What the Numbers Show
A study using simultaneous sleep position tracking and esophageal pH monitoring found that acid exposure time in the esophagus was significantly lower on the left side (median 0.0%) compared to the right side (median 1.2%). That might sound like small numbers, but the difference in how quickly acid clears tells the bigger story: acid clearance time on the left side was a median of 35 seconds, compared to 90 seconds on the right side. That means acid lingers in your esophagus nearly three times longer when you sleep on your right.
The American College of Gastroenterology’s clinical guidelines classify left-side sleeping as having “unequivocal” evidence for reducing reflux. The guidelines also specifically note that lying on the right side increases nighttime reflux and post-meal reflux, and that patients should be advised to avoid sleeping right-side down.
Combining Left-Side Sleep With Head Elevation
Left-side positioning works even better when you also raise the head of your bed. Clinical trials have tested elevations of 20 to 28 centimeters (roughly 8 to 11 inches) using blocks under the bed legs or wedge-shaped pillows. The goal is to create a gentle slope so gravity works along the full length of your esophagus, not just side to side.
Stacking regular pillows isn’t a great substitute. Pillows tend to bend you at the waist rather than tilting your whole torso, which can actually increase pressure on your stomach. A foam wedge pillow or blocks under the head of the bed create a more consistent angle. Wedge pillows tested in studies typically had an elevation angle of about 20 degrees.
One Cleveland Clinic study tested a wedge-like device that locked patients into a left-side position with elevation. Patients who had acid reflux 15% of the time at night (about five times the normal threshold) dropped to just 2.2%. Among those with nighttime reflux, 73% saw it resolve completely.
How Long to Wait After Eating
Position matters, but timing matters almost as much. Lying down too soon after a meal is one of the strongest triggers for nighttime heartburn, regardless of which side you choose. The general recommendation is to wait at least 2 to 3 hours after eating before going to bed.
Research on the dinner-to-bed interval puts a sharp point on this. People who went to bed less than 3 hours after eating had 7.45 times the odds of experiencing reflux compared to those who waited 4 hours or more. That’s a large enough effect that even perfect sleep positioning can’t fully compensate for eating right before bed.
What About Sleeping on Your Back?
Back sleeping falls somewhere between left and right side in terms of reflux risk. It’s not as protective as your left side because the gastroesophageal junction isn’t elevated above your stomach contents in the same way. If you’re a back sleeper who doesn’t want to switch to your left side, elevating the head of your bed becomes especially important. The 20-to-28-centimeter elevation tested in clinical trials helps keep acid from pooling at the junction when you’re face-up.
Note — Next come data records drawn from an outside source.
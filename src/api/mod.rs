//! Chat data operations.
//!
//! [`ChatApi`] is what application code calls for everything that is not
//! real-time: message history (served through the [`ResponseCache`]),
//! message writes, read state, conversations, notifications and login.
//! Every call goes through the shared [`RequestClient`], so credential
//! handling, throttling and the single idempotent retry apply uniformly.
//!
//! Writes scoped to a conversation drop that conversation's cached pages
//! once they succeed.

pub mod dto;

mod auth;
mod conversations;
mod messages;
mod notifications;

use std::fmt;
use std::sync::Arc;

use serde::Serialize;
use serde_json::Value;

use crate::cache::ResponseCache;
use crate::config::CacheConfig;
use crate::error::ClientError;
use crate::http::RequestClient;

pub use dto::*;

/// Chat data API over a [`RequestClient`] and a message-page cache.
pub struct ChatApi {
    client: Arc<RequestClient>,
    cache: ResponseCache<Value>,
    policy: CacheConfig,
}

impl fmt::Debug for ChatApi {
    fn fmt(&self, f: &mut fmt::Formatter<'_>) -> fmt::Result {
        f.debug_struct("ChatApi")
            .field("cache", &self.cache)
            .field("policy", &self.policy)
            .finish_non_exhaustive()
    }
}

impl ChatApi {
    /// Creates the API with an empty cache.
    #[must_use]
    pub fn new(client: Arc<RequestClient>, policy: CacheConfig) -> Self {
        Self {
            client,
            cache: ResponseCache::new(),
            policy,
        }
    }

    /// The message-page cache.
    #[must_use]
    pub fn cache(&self) -> &ResponseCache<Value> {
        &self.cache
    }

    /// The underlying request client.
    #[must_use]
    pub fn request_client(&self) -> &Arc<RequestClient> {
        &self.client
    }

    /// Drops every cached page of `conversation_id`.
    pub fn invalidate_conversation(&self, conversation_id: &str) -> usize {
        self.cache.invalidate_resource(conversation_id)
    }
}

pub(crate) fn to_body<T: Serialize>(value: &T) -> Result<Value, ClientError> {
    serde_json::to_value(value).map_err(|e| ClientError::InvalidRequest(e.to_string()))
}

fn require(name: &str, value: &str) -> Result<(), ClientError> {
    if value.trim().is_empty() {
        return Err(ClientError::InvalidRequest(format!("{name} is required")));
    }
    Ok(())
}
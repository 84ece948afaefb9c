//! Minimum spacing between outbound requests.

use std::time::Duration;

use tokio::sync::Mutex;
use tokio::time::{Instant, sleep_until};

/// Spaces calls at least `interval` apart. Early callers wait their turn
/// in arrival order; nothing is dropped.
#[derive(Debug)]
pub struct Throttle {
    interval: Duration,
    last: Mutex<Option<Instant>>,
}

impl Throttle {
    /// Creates a throttle. A zero interval disables waiting.
    #[must_use]
    pub fn new(interval: Duration) -> Self {
        Self {
            interval,
            last: Mutex::new(None),
        }
    }

    /// Waits until the next slot and claims it.
    pub async fn acquire(&self) {
        let mut last = self.last.lock().await;
        if let Some(previous) = *last {
            let next = previous + self.interval;
            if next > Instant::now() {
                sleep_until(next).await;
            }
        }
        *last = Some(Instant::now());
    }
}

#[cfg(test)]
mod tests {
    use std::sync::Arc;

    use super::*;

    #[tokio::test(start_paused = true)]
    async fn back_to_back_calls_are_spaced() {
        let throttle = Throttle::new(Duration::from_millis(100));
        let start = Instant::now();
        throttle.acquire().await;
        throttle.acquire().await;
        throttle.acquire().await;
        assert_eq!(start.elapsed(), Duration::from_millis(200));
    }

    #[tokio::test(start_paused = true)]
    async fn spaced_calls_do_not_wait() {
        let throttle = Throttle::new(Duration::from_millis(100));
        throttle.acquire().await;
        tokio::time::sleep(Duration::from_millis(150)).await;
        let before = Instant::now();
        throttle.acquire().await;
        assert_eq!(before.elapsed(), Duration::ZERO);
    }

    #[tokio::test(start_paused = true)]
    async fn concurrent_callers_all_proceed() {
        let throttle = Arc::new(Throttle::new(Duration::from_millis(100)));
        let start = Instant::now();
        let tasks: Vec<_> = (0..4)
            .map(|_| {
                let throttle = Arc::clone(&throttle);
                tokio::spawn(async move { throttle.acquire().await })
            })
            .collect();
        for task in tasks {
            assert!(task.await.is_ok());
        }
        assert_eq!(start.elapsed(), Duration::from_millis(300));
    }
}
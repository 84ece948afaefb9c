//! Message bodies, for both the data API and STOMP publishes.

use chrono::{DateTime, Utc};
use serde::Serialize;

/// Body of `PUT /messages/{id}`.
#[derive(Debug, Clone, PartialEq, Eq, Serialize)]
pub struct EditMessageRequest {
    /// Replacement text.
    pub content: String,
}

/// Published to `/app/conversations/{id}/typing`.
#[derive(Debug, Clone, PartialEq, Eq, Serialize)]
#[serde(rename_all = "camelCase")]
pub struct TypingStatus {
    /// Conversation being typed in.
    pub conversation_id: String,
    /// Typing user, when known.
    #[serde(skip_serializing_if = "Option::is_none")]
    pub user_id: Option<String>,
    /// `true` while the user is typing.
    pub is_typing: bool,
}

/// Published to `/app/conversations/{id}/read`.
#[derive(Debug, Clone, PartialEq, Eq, Serialize)]
#[serde(rename_all = "camelCase")]
pub struct ReadReceipt {
    /// Message that was read.
    pub message_id: String,
    /// Reader.
    pub user_id: String,
    /// When it was read.
    pub timestamp: DateTime<Utc>,
}

/// Published to `/app/chat/{id}/read-bulk`.
#[derive(Debug, Clone, PartialEq, Eq, Serialize)]
#[serde(rename_all = "camelCase")]
pub struct BulkReadReceipt {
    /// Messages that were read.
    pub message_ids: Vec<String>,
    /// Reader.
    pub user_id: String,
}
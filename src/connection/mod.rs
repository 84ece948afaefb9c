//! Persistent connection lifecycle.
//!
//! [`ConnectionManager`] owns the single STOMP session of a client. It
//! authenticates, replays subscriptions, watches transport health and
//! reconnects with the linear backoff of [`ReconnectPolicy`].
//!
//! ```text
//!               connect()                      CONNECTED
//!  Disconnected ─────────▶ Connecting ───────────────────▶ Connected
//!       ▲                   │   ▲  │                          │
//!       │ disconnect()      │   │  └─ failure, timer ◀────────┘ failure
//!       │                   │   └──── timer fires
//!       │                   ▼ attempts exhausted
//!       └────────────────  Failed  ◀── connect() resets the count
//! ```

pub mod backoff;
pub mod manager;
mod session;

use std::fmt;
use std::time::Duration;

use serde::Serialize;

pub use backoff::{Backoff, ReconnectPolicy};
pub use manager::ConnectionManager;

/// Lifecycle state of the persistent connection.
#[derive(Debug, Clone, Copy, PartialEq, Eq, Serialize)]
#[serde(rename_all = "snake_case")]
pub enum ConnectionState {
    /// Not connected and not trying to be.
    Disconnected,
    /// A connect attempt is running or a reconnect timer is pending.
    Connecting,
    /// Handshake done; subscriptions are live.
    Connected,
    /// Reconnection attempts exhausted; waits for an explicit `connect()`.
    Failed,
}

impl fmt::Display for ConnectionState {
    fn fmt(&self, f: &mut fmt::Formatter<'_>) -> fmt::Result {
        match self {
            Self::Disconnected => write!(f, "disconnected"),
            Self::Connecting => write!(f, "connecting"),
            Self::Connected => write!(f, "connected"),
            Self::Failed => write!(f, "failed"),
        }
    }
}

/// Snapshot of the reconnection bookkeeping.
#[derive(Debug, Clone, Copy, PartialEq, Eq, Serialize)]
pub struct ReconnectStatus {
    /// Consecutive failures since the last successful connect.
    pub attempt_count: u32,
    /// Delay of the pending reconnect timer, if one is scheduled.
    pub pending_delay: Option<Duration>,
    /// Reconnect timers scheduled over the manager's lifetime.
    pub timers_scheduled: u64,
}
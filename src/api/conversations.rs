//! Conversation operations.

use serde_json::Value;

use super::dto::PageParams;
use super::{ChatApi, require};
use crate::error::ClientError;
use crate::http::ApiRequest;

impl ChatApi {
    /// Lists the conversations of `user_id`.
    ///
    /// # Errors
    ///
    /// Propagates request failures.
    pub async fn list_conversations(&self, user_id: &str, page: PageParams) -> Result<Value, ClientError> {
        require("user id", user_id)?;
        let request = ApiRequest::get("/conversations")
            .query("userId", user_id)
            .query("page", page.page)
            .query("size", page.size);
        Ok(self.client.send(request).await?.body)
    }

    /// Fetches one conversation.
    ///
    /// # Errors
    ///
    /// [`ClientError::InvalidRequest`] for an empty id or the `"new"`
    /// placeholder, without any request; otherwise request failures.
    pub async fn get_conversation(&self, conversation_id: &str) -> Result<Value, ClientError> {
        if conversation_id.trim().is_empty() || conversation_id == "new" {
            return Err(ClientError::InvalidRequest(format!(
                "`{conversation_id}` is not a conversation id; create the conversation first"
            )));
        }
        let request = ApiRequest::get(format!("/conversations/{conversation_id}"));
        Ok(self.client.send(request).await?.body)
    }

    /// Creates a conversation from an opaque description.
    ///
    /// Not retried by the request layer: a lost response could otherwise
    /// create the conversation twice.
    ///
    /// # Errors
    ///
    /// Propagates request failures.
    pub async fn create_conversation(&self, conversation: Value) -> Result<Value, ClientError> {
        let request = ApiRequest::post("/conversations").json(conversation).no_retry();
        Ok(self.client.send(request).await?.body)
    }

    /// Updates conversation metadata.
    ///
    /// # Errors
    ///
    /// Propagates request failures.
    pub async fn update_conversation(&self, conversation_id: &str, changes: Value) -> Result<Value, ClientError> {
        require("conversation id", conversation_id)?;
        let request = ApiRequest::put(format!("/conversations/{conversation_id}")).json(changes);
        Ok(self.client.send(request).await?.body)
    }

    /// Updates the caller's per-conversation settings (muted, pinned).
    ///
    /// # Errors
    ///
    /// Propagates request failures.
    pub async fn update_conversation_settings(
        &self,
        conversation_id: &str,
        settings: Value,
    ) -> Result<Value, ClientError> {
        require("conversation id", conversation_id)?;
        let request = ApiRequest::put(format!("/user-conversations/{conversation_id}")).json(settings);
        Ok(self.client.send(request).await?.body)
    }

    /// Deletes (or leaves) a conversation for `user_id` and drops its
    /// cached pages.
    ///
    /// # Errors
    ///
    /// Propagates request failures.
    pub async fn delete_conversation(&self, conversation_id: &str, user_id: &str) -> Result<Value, ClientError> {
        require("conversation id", conversation_id)?;
        let request =
            ApiRequest::delete(format!("/conversations/{conversation_id}")).query("userId", user_id);
        let response = self.client.send(request).await?;
        self.cache.invalidate_resource(conversation_id);
        Ok(response.body)
    }
}
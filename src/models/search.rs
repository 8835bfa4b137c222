//! Search request and response models.

use serde::{Deserialize, Serialize};
use serde_json::{Map, Value};

use super::document::{Citation, DocId};
use super::lenient;

/// Default zero-based page number
pub const DEFAULT_PAGE: u32 = 0;

/// Default number of related citations per hit
pub const DEFAULT_MAX_CITES: u32 = 5;

/// Optional search filters understood by the upstream search endpoint
#[derive(Debug, Clone, Default, PartialEq, Eq, Serialize, Deserialize)]
pub struct SearchFilters {
    /// Comma-separated document types (e.g. "supremecourt,delhi")
    #[serde(default, skip_serializing_if = "Option::is_none")]
    pub doctypes: Option<String>,

    /// Lower date bound, DD-MM-YYYY
    #[serde(default, skip_serializing_if = "Option::is_none")]
    pub fromdate: Option<String>,

    /// Upper date bound, DD-MM-YYYY
    #[serde(default, skip_serializing_if = "Option::is_none")]
    pub todate: Option<String>,

    #[serde(default, skip_serializing_if = "Option::is_none")]
    pub title: Option<String>,

    #[serde(default, skip_serializing_if = "Option::is_none")]
    pub cite: Option<String>,

    #[serde(default, skip_serializing_if = "Option::is_none")]
    pub author: Option<String>,

    #[serde(default, skip_serializing_if = "Option::is_none")]
    pub bench: Option<String>,
}

impl SearchFilters {
    /// Whether no filter is set
    pub fn is_empty(&self) -> bool {
        self.to_params().is_empty()
    }

    /// Set filters as upstream query parameters, in a fixed order
    pub fn to_params(&self) -> Vec<(&'static str, String)> {
        [
            ("doctypes", &self.doctypes),
            ("fromdate", &self.fromdate),
            ("todate", &self.todate),
            ("title", &self.title),
            ("cite", &self.cite),
            ("author", &self.author),
            ("bench", &self.bench),
        ]
        .into_iter()
        .filter_map(|(key, value)| {
            value
                .as_deref()
                .map(str::trim)
                .filter(|v| !v.is_empty())
                .map(|v| (key, v.to_string()))
        })
        .collect()
    }
}

/// Search query parameters
#[derive(Debug, Clone, PartialEq, Eq, Serialize, Deserialize)]
pub struct SearchQuery {
    /// Free-text query, echoed back as `encodedformInput`
    pub query: String,

    /// Zero-based page number
    pub page: u32,

    /// Maximum related citations per hit
    pub max_cites: u32,

    /// Optional filters
    pub filters: SearchFilters,
}

impl Default for SearchQuery {
    fn default() -> Self {
        Self {
            query: String::new(),
            page: DEFAULT_PAGE,
            max_cites: DEFAULT_MAX_CITES,
            filters: SearchFilters::default(),
        }
    }
}

impl SearchQuery {
    /// Create a new search query
    pub fn new(query: impl Into<String>) -> Self {
        Self {
            query: query.into(),
            ..Default::default()
        }
    }

    /// Set the page number
    pub fn page(mut self, page: u32) -> Self {
        self.page = page;
        self
    }

    /// Set the maximum citation count
    pub fn max_cites(mut self, max_cites: u32) -> Self {
        self.max_cites = max_cites;
        self
    }

    /// Replace the filter set
    pub fn filters(mut self, filters: SearchFilters) -> Self {
        self.filters = filters;
        self
    }

    /// Reject queries that must not be forwarded
    pub fn validate(&self) -> Result<(), String> {
        if self.query.trim().is_empty() {
            return Err("formInput is required".to_string());
        }
        Ok(())
    }

    /// Upstream query parameters: `formInput`, `pagenum`, `maxcites`, then filters
    pub fn to_params(&self) -> Vec<(&'static str, String)> {
        let mut params = vec![
            ("formInput", self.query.clone()),
            ("pagenum", self.page.to_string()),
            ("maxcites", self.max_cites.to_string()),
        ];
        params.extend(self.filters.to_params());
        params
    }
}

/// A single search hit.
///
/// Upstream hits carry more fields than are listed here, and the listed ones are not
/// always well typed. Anything unknown or mistyped is kept in `extra` and written
/// back out unchanged, so one odd hit never fails the whole result set.
#[derive(Debug, Clone, Default, PartialEq, Serialize, Deserialize)]
#[serde(rename_all = "camelCase", from = "Map<String, Value>")]
pub struct SearchDoc {
    #[serde(skip_serializing_if = "Option::is_none")]
    pub tid: Option<DocId>,

    #[serde(skip_serializing_if = "Option::is_none")]
    pub title: Option<String>,

    /// HTML snippet around the match
    #[serde(skip_serializing_if = "Option::is_none")]
    pub headline: Option<String>,

    #[serde(skip_serializing_if = "Option::is_none")]
    pub docsource: Option<String>,

    #[serde(skip_serializing_if = "Option::is_none")]
    pub publishdate: Option<String>,

    #[serde(skip_serializing_if = "Option::is_none")]
    pub author: Option<String>,

    #[serde(skip_serializing_if = "Option::is_none")]
    pub author_encoded: Option<String>,

    #[serde(skip_serializing_if = "Option::is_none")]
    pub authorid: Option<i64>,

    #[serde(skip_serializing_if = "Option::is_none")]
    pub bench: Option<Vec<i64>>,

    #[serde(skip_serializing_if = "Option::is_none")]
    pub cites: Option<Vec<Citation>>,

    #[serde(skip_serializing_if = "Option::is_none")]
    pub doctype: Option<i64>,

    #[serde(flatten)]
    pub extra: Map<String, Value>,
}

impl From<Map<String, Value>> for SearchDoc {
    fn from(mut map: Map<String, Value>) -> Self {
        Self {
            tid: lenient::take(&mut map, "tid"),
            title: lenient::take(&mut map, "title"),
            headline: lenient::take(&mut map, "headline"),
            docsource: lenient::take(&mut map, "docsource"),
            publishdate: lenient::take(&mut map, "publishdate"),
            author: lenient::take(&mut map, "author"),
            author_encoded: lenient::take(&mut map, "authorEncoded"),
            authorid: lenient::take(&mut map, "authorid"),
            bench: lenient::take(&mut map, "bench"),
            cites: lenient::take(&mut map, "cites"),
            doctype: lenient::take(&mut map, "doctype"),
            extra: map,
        }
    }
}

/// Search response as sent by the upstream API. Every field may be absent.
#[derive(Debug, Clone, Default, Deserialize)]
pub struct UpstreamSearchResponse {
    #[serde(default)]
    pub docs: Option<Vec<SearchDoc>>,

    #[serde(default)]
    pub categories: Option<Vec<Value>>,

    #[serde(default)]
    pub found: Option<Value>,
}

/// Normalized search response returned to clients
#[derive(Debug, Clone, PartialEq, Serialize, Deserialize)]
pub struct SearchResultSet {
    pub docs: Vec<SearchDoc>,

    /// Category facets, `[name, [{formInput, value}, ...]]` pairs
    pub categories: Vec<Value>,

    /// Hit count; upstream sends either a number or a text range
    pub found: Value,

    #[serde(rename = "encodedformInput")]
    pub encoded_form_input: String,
}

impl SearchResultSet {
    /// Fill defaults for absent upstream fields and echo the query text
    pub fn normalize(upstream: UpstreamSearchResponse, query: &SearchQuery) -> Self {
        Self {
            docs: upstream.docs.unwrap_or_default(),
            categories: upstream.categories.unwrap_or_default(),
            found: match upstream.found {
                None | Some(Value::Null) | Some(Value::Bool(false)) => Value::from(0),
                Some(Value::String(text)) if text.is_empty() => Value::from(0),
                Some(found) => found,
            },
            encoded_form_input: query.query.clone(),
        }
    }
}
Practical Tips for Staying on Your Left Side
Most people shift positions during sleep, so simply deciding to sleep on your left side isn’t always enough. A body pillow placed behind your back can prevent you from rolling onto your right side. Some people place a tennis ball in a pocket sewn onto the back or right side of a sleep shirt, which creates enough discomfort to trigger a position change without fully waking you up.
Purpose-built sleep positioners, essentially wedge pillows with side bolsters, are another option. These devices hold you in a left-side, head-elevated position throughout the night. They’re the type used in the Cleveland Clinic study that saw reflux resolve in nearly three-quarters of patients. If your heartburn is frequent enough to disrupt your sleep, this kind of device can be worth the investment since it addresses both positioning and elevation at once.
For occasional heartburn after a heavy or late meal, simply lying on your left side with your head propped on a wedge pillow is usually enough to get through the night comfortably.